Even though the U.S. economy remains burdened by the pandemic, prospective homebuyers and those seeking to refinance their existing mortgages are in for some good news.
Mortgage refinancing jumps to the highest level since March 2020
Applications to refinance existing mortgages rose 11% last week from the previous week with the demand at 59% higher than the same week one year ago. MBA’s refinance index hit its highest level since March 2020, rocketing 60% year-over-year.
Low mortgage rates contributed to the increased refinancing activity as they provide a money-saving opportunity for homeowners with existing mortgages.
“The one-week reversal in the recent upswing in rates drove an increase in both conventional and government refinance activity, as borrowers continue to lock in these historically low rates,” says Joel Kan, associate vice president of economic and industry forecasting at the Mortgage Bankers Association.
Affordable rates for existing mortgages
Mortgage buyer Freddie Mac reported showed that the rate on a 30-year fixed mortgage remained flat at 2.73%, the same level as last week. Last year, the rate stood at 3.45%. The average interest rate on the 15-year fixed mortgage, a popular refinancing option for homeowners, moved to 2.21% from 2.97% last year.

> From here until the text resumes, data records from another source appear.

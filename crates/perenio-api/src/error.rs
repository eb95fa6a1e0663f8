use thiserror::Error;

/// Top-level error type for the `perenio-api` crate.
///
/// Covers every failure mode of the cloud client: authentication,
/// transport, HTTP status, payload shape, and session lifecycle.
/// `perenio-core` maps these into host-facing conditions.
#[derive(Debug, Error)]
pub enum Error {
    // ── Authentication ──────────────────────────────────────────────
    /// Token endpoint rejected the grant (wrong credentials, revoked refresh token, ...).
    #[error("Authentication failed: {message}")]
    Authentication { message: String },

    /// An authenticated call was attempted with no access token on hand.
    #[error("Not authenticated -- no access token available")]
    NotAuthenticated,

    // ── Session ─────────────────────────────────────────────────────
    /// The HTTP session has not been opened, or was released by `close()`.
    #[error("HTTP session is not open")]
    NotConnected,

    /// Building the underlying `reqwest::Client` failed.
    #[error("Failed to build HTTP client: {0}")]
    ClientBuild(String),

    // ── Transport ───────────────────────────────────────────────────
    /// HTTP transport error (connection refused, DNS failure, timeout, etc.)
    #[error("HTTP transport error: {0}")]
    Transport(#[from] reqwest::Error),

    /// URL parsing error.
    #[error("Invalid URL: {0}")]
    InvalidUrl(#[from] url::ParseError),

    /// Non-success HTTP status from a vendor endpoint.
    #[error("HTTP {status} from {url}: {body}")]
    Http {
        status: u16,
        url: String,
        body: String,
    },

    // ── Data ────────────────────────────────────────────────────────
    /// JSON deserialization failed, with the raw body for debugging.
    #[error("Deserialization error: {message}")]
    Deserialization { message: String, body: String },

    // ── Probing ─────────────────────────────────────────────────────
    /// No candidate discovery path answered with HTTP 200.
    #[error("No device discovery endpoint is reachable")]
    NoDiscoveryEndpoint,

    /// Neither the snapshot command nor any direct snapshot URL produced an image.
    #[error("No snapshot available for camera {camera_id}")]
    SnapshotUnavailable { camera_id: String },
}

impl Error {
    /// Returns `true` if the vendor rejected our credentials or token
    /// and re-authentication might resolve it.
    pub fn is_auth_expired(&self) -> bool {
        matches!(
            self,
            Self::Authentication { .. } | Self::NotAuthenticated | Self::Http { status: 401, .. }
        )
    }

    /// Returns `true` if this is a transient error worth retrying.
    pub fn is_transient(&self) -> bool {
        match self {
            Self::Transport(e) => e.is_timeout() || e.is_connect(),
            Self::Http { status, .. } => *status == 429 || *status >= 500,
            _ => false,
        }
    }

    /// Returns `true` if this is a "not found" error.
    pub fn is_not_found(&self) -> bool {
        match self {
            Self::Transport(e) => e.status() == Some(reqwest::StatusCode::NOT_FOUND),
            Self::Http { status: 404, .. } => true,
            _ => false,
        }
    }
}

#[cfg(test)]
mod tests {
    use super::*;

    fn http(status: u16) -> Error {
        Error::Http {
            status,
            url: "https://iot.example/api/v1/cameras".into(),
            body: String::new(),
        }
    }

    #[test]
    fn not_found_only_for_404() {
        assert!(http(404).is_not_found());
        assert!(!http(403).is_not_found());
        assert!(!Error::NoDiscoveryEndpoint.is_not_found());
    }

    #[test]
    fn unauthorized_status_counts_as_expired_auth() {
        assert!(http(401).is_auth_expired());
        assert!(Error::NotAuthenticated.is_auth_expired());
        assert!(!http(500).is_auth_expired());
    }

    #[test]
    fn server_errors_are_transient() {
        assert!(http(503).is_transient());
        assert!(http(429).is_transient());
        assert!(!http(400).is_transient());
    }
}
// Response types for the Perenio cloud API.
//
// The vendor publishes no schema and field presence varies between
// accounts and firmware, so payloads stay opaque JSON. Accessors read
// the handful of fields we care about defensively with fallbacks.

use serde::{Deserialize, Serialize};
use serde_json::Value;

// ── Device ───────────────────────────────────────────────────────────

/// One device object from the discovery endpoint.
///
/// Identifier is `id`, falling back to `endpointId`; display name is
/// `name`, falling back to `deviceName`.
#[derive(Debug, Clone, PartialEq, Serialize, Deserialize)]
#[serde(transparent)]
pub struct Device(Value);

impl Device {
    pub fn new(raw: Value) -> Self {
        Self(raw)
    }

    /// Device identifier (`id` or `endpointId`). Numeric ids are stringified.
    pub fn id(&self) -> Option<String> {
        ["id", "endpointId"]
            .into_iter()
            .find_map(|key| self.identifier_field(key))
    }

    /// Display name (`name` or `deviceName`).
    pub fn name(&self) -> Option<&str> {
        ["name", "deviceName"]
            .into_iter()
            .find_map(|key| self.str_field(key))
    }

    pub fn model(&self) -> Option<&str> {
        self.str_field("model")
    }

    pub fn firmware_version(&self) -> Option<&str> {
        self.str_field("firmwareVersion")
    }

    /// Raw `status` value; the vendor uses both strings and objects here.
    pub fn status(&self) -> Option<&Value> {
        self.0.get("status")
    }

    /// Raw `online` value, usually a boolean.
    pub fn online(&self) -> Option<&Value> {
        self.0.get("online")
    }

    pub fn raw(&self) -> &Value {
        &self.0
    }

    fn str_field(&self, key: &str) -> Option<&str> {
        self.0.get(key)?.as_str().filter(|s| !s.is_empty())
    }

    fn identifier_field(&self, key: &str) -> Option<String> {
        match self.0.get(key)? {
            Value::String(s) if !s.is_empty() => Some(s.clone()),
            Value::Number(n) => Some(n.to_string()),
            _ => None,
        }
    }
}

// ── Recorded media ───────────────────────────────────────────────────

/// One entry from a camera's recorded-file listing.
#[derive(Debug, Clone, PartialEq, Serialize, Deserialize)]
#[serde(transparent)]
pub struct RecordedFile(Value);

impl RecordedFile {
    pub fn new(raw: Value) -> Self {
        Self(raw)
    }

    pub fn raw(&self) -> &Value {
        &self.0
    }

    pub fn into_raw(self) -> Value {
        self.0
    }
}

// ── Streaming ────────────────────────────────────────────────────────

/// Raw media-stream offer (SDP-offer-like JSON).
///
/// Only the payload is surfaced; negotiating a WebRTC session from it is
/// not implemented.
#[derive(Debug, Clone, PartialEq, Serialize, Deserialize)]
#[serde(transparent)]
pub struct StreamOffer(Value);

impl StreamOffer {
    pub fn raw(&self) -> &Value {
        &self.0
    }

    pub fn into_raw(self) -> Value {
        self.0
    }
}

// ── Account ──────────────────────────────────────────────────────────

/// Account profile from the OAuth realm's `users/me`. Advisory only.
#[derive(Debug, Clone, PartialEq, Serialize, Deserialize)]
#[serde(transparent)]
pub struct UserInfo(Value);

impl UserInfo {
    pub fn email(&self) -> Option<&str> {
        self.0.get("email")?.as_str()
    }
}

/// Interpret a list endpoint's body: an array yields its elements,
/// anything else is treated as an empty listing.
pub(crate) fn list_payload<T>(body: Value, wrap: impl Fn(Value) -> T) -> Vec<T> {
    match body {
        Value::Array(items) => items.into_iter().map(wrap).collect(),
        _ => Vec::new(),
    }
}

The record low rates are also indicative of an “economy that continues to struggle” said Sam Khater, the chief economist at Freddie Mac.
“While many have already refinanced, the evidence suggests that upper-income homeowners have taken advantage of the opportunity more so than lower-income homeowners who could stand to benefit the most by lowering their monthly mortgage payment,” he said in a statement.
But it also provides a window of opportunity for homeowners looking for affordable rates.